**WORK TO COMPLETE**
Print the records below once again, exactly as they were given.

**DATA SUPPLIED**
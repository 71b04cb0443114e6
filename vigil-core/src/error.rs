//! Error types for vigil-core.

use thiserror::Error;

/// A detected breach of an expected post-restart property. Carries enough
/// context (differing keys, per-host deltas, the full event render) to
/// diagnose the failure without re-running the scenario.
#[derive(Debug, Error)]
pub enum InvariantViolation {
    /// The controlling authority created or removed entities across the
    /// restart window.
    #[error(
        "replica set changed across restart: {before_count} before vs {after_count} after; \
         created [{created}]; removed [{removed}]\ntracked events:\n{events}"
    )]
    ReplicasChanged {
        before_count: usize,
        after_count: usize,
        created: String,
        removed: String,
        events: String,
    },

    /// Managed processes restarted while the daemon was cycling.
    #[error("unexpected managed restarts: {deltas}\ntracked events:\n{events}")]
    UnexpectedRestarts { deltas: String, events: String },
}
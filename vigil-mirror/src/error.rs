//! Error types for vigil-mirror.

use thiserror::Error;

/// Error surface for feed subscriptions and the mirror background task.
#[derive(Debug, Error)]
pub enum MirrorError {
    /// The feed ended on its own before the owner asked the mirror to
    /// stop. Surfaced rather than swallowed: a silently stale mirror would
    /// mask real invariant violations.
    #[error("entity feed ended unexpectedly")]
    FeedInterrupted,

    /// The feed could not produce a subscription or deliver an event.
    #[error("entity feed error: {0}")]
    Feed(String),

    /// The background task could not be joined.
    #[error("mirror task join failure: {0}")]
    Join(String),
}
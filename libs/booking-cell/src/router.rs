use std::sync::Arc;

use axum::{
    Router,
    routing::{get, post},
};

use professional_cell::state::AppState;

use crate::handlers;

pub fn booking_routes(state: Arc<AppState>) -> Router {
    Router::new()
        .route(
            "/",
            get(handlers::list_day_appointments).post(handlers::commit_booking),
        )
        .route("/validate", post(handlers::validate_booking))
        .with_state(state)
}
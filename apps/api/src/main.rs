use std::net::SocketAddr;
use std::sync::Arc;
use dotenv::dotenv;
use tokio::net::TcpListener;
use tower_http::cors::{CorsLayer, Any};
use tower_http::trace::{self, TraceLayer};
use tracing::{Level, info};
use tracing_subscriber::{layer::SubscriberExt, util::SubscriberInitExt};

mod router;

use professional_cell::state::AppState;
use shared_config::AppConfig;

#[tokio::main]
async fn main() {
    // Loading Env Vars
    dotenv().ok();

    // Initialize tracing
    tracing_subscriber::registry()
        .with(tracing_subscriber::EnvFilter::new(
            std::env::var("RUST_LOG").unwrap_or_else(|_| "info,tower_http=debug".into()),
        ))
        .with(tracing_subscriber::fmt::layer())
        .init();

    info!("Starting salon booking API server");

    // Load configuration
    let config = AppConfig::from_env();
    if !config.notifications_configured() {
        info!("Notification webhook not configured; booking notifications are disabled");
    }

    // Set up CORS
    let cors = CorsLayer::new()
        .allow_origin(Any)
        .allow_methods(Any)
        .allow_headers(Any);

    // Shared state: config plus the process-owned catalog cache
    let state = Arc::new(AppState::new(config));

    // Build the application router
    let app = router::create_router(state)
        .layer(
            TraceLayer::new_for_http()
                .make_span_with(trace::DefaultMakeSpan::new()
                    .level(Level::INFO))
                .on_response(trace::DefaultOnResponse::new()
                    .level(Level::INFO)),
        )
        .layer(cors);

    // Run the server
    let addr = SocketAddr::from(([0, 0, 0, 0], 3000));
    info!("Listening on {}", addr);

    let listener = TcpListener::bind(addr).await.expect("failed to bind address");
    axum::serve(listener, app)
        .await
        .expect("server error");
}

**FINISHED EXERCISE**
repository 71b04cb0443114e6
filename vigil-core/src/error.rs
//! Error types for vigil-core.

use thiserror::Error;

/// A detected breach of an expected post-restart property. Carries enough
/// context (differing keys, per-host deltas, the full event render) to
/// diagnose the failure without re-running the scenario.
#[derive(Debug, Error)]
pub enum InvariantViolation {
    /// The controlling authority created or removed entities across the
    /// restart window.
    #[error(
        "replica set changed across restart: {before_count} before vs {after_count} after; \
         created [{created}]; removed [{removed}]\ntracked events:\n{events}"
    )]
    ReplicasChanged {
        before_count: usize,
        after_count: usize,
        created: String,
        removed: String,
        events: String,
    },

    /// Managed processes restarted while the daemon was cycling.
    #[error("unexpected managed restarts: {deltas}\ntracked events:\n{events}")]
    UnexpectedRestarts { deltas: String, events: String },
}
filename vigil-mirror/src/error.rs
//! Error types for vigil-mirror.

use thiserror::Error;

/// Error surface for feed subscriptions and the mirror background task.
#[derive(Debug, Error)]
pub enum MirrorError {
    /// The feed ended on its own before the owner asked the mirror to
    /// stop. Surfaced rather than swallowed: a silently stale mirror would
    /// mask real invariant violations.
    #[error("entity feed ended unexpectedly")]
    FeedInterrupted,

    /// The feed could not produce a subscription or deliver an event.
    #[error("entity feed error: {0}")]
    Feed(String),

    /// The background task could not be joined.
    #[error("mirror task join failure: {0}")]
    Join(String),
}
filename libs/booking-cell/src/router.rs
use std::sync::Arc;

use axum::{
    Router,
    routing::{get, post},
};

use professional_cell::state::AppState;

use crate::handlers;

pub fn booking_routes(state: Arc<AppState>) -> Router {
    Router::new()
        .route(
            "/",
            get(handlers::list_day_appointments).post(handlers::commit_booking),
        )
        .route("/validate", post(handlers::validate_booking))
        .with_state(state)
}
filename apps/api/src/main.rs
use std::net::SocketAddr;
use std::sync::Arc;
use dotenv::dotenv;
use tokio::net::TcpListener;
use tower_http::cors::{CorsLayer, Any};
use tower_http::trace::{self, TraceLayer};
use tracing::{Level, info};
use tracing_subscriber::{layer::SubscriberExt, util::SubscriberInitExt};

mod router;

use professional_cell::state::AppState;
use shared_config::AppConfig;

#[tokio::main]
async fn main() {
    // Loading Env Vars
    dotenv().ok();

    // Initialize tracing
    tracing_subscriber::registry()
        .with(tracing_subscriber::EnvFilter::new(
            std::env::var("RUST_LOG").unwrap_or_else(|_| "info,tower_http=debug".into()),
        ))
        .with(tracing_subscriber::fmt::layer())
        .init();

    info!("Starting salon booking API server");

    // Load configuration
    let config = AppConfig::from_env();
    if !config.notifications_configured() {
        info!("Notification webhook not configured; booking notifications are disabled");
    }

    // Set up CORS
    let cors = CorsLayer::new()
        .allow_origin(Any)
        .allow_methods(Any)
        .allow_headers(Any);

    // Shared state: config plus the process-owned catalog cache
    let state = Arc::new(AppState::new(config));

    // Build the application router
    let app = router::create_router(state)
        .layer(
            TraceLayer::new_for_http()
                .make_span_with(trace::DefaultMakeSpan::new()
                    .level(Level::INFO))
                .on_response(trace::DefaultOnResponse::new()
                    .level(Level::INFO)),
        )
        .layer(cors);

    // Run the server
    let addr = SocketAddr::from(([0, 0, 0, 0], 3000));
    info!("Listening on {}", addr);

    let listener = TcpListener::bind(addr).await.expect("failed to bind address");
    axum::serve(listener, app)
        .await
        .expect("server error");
}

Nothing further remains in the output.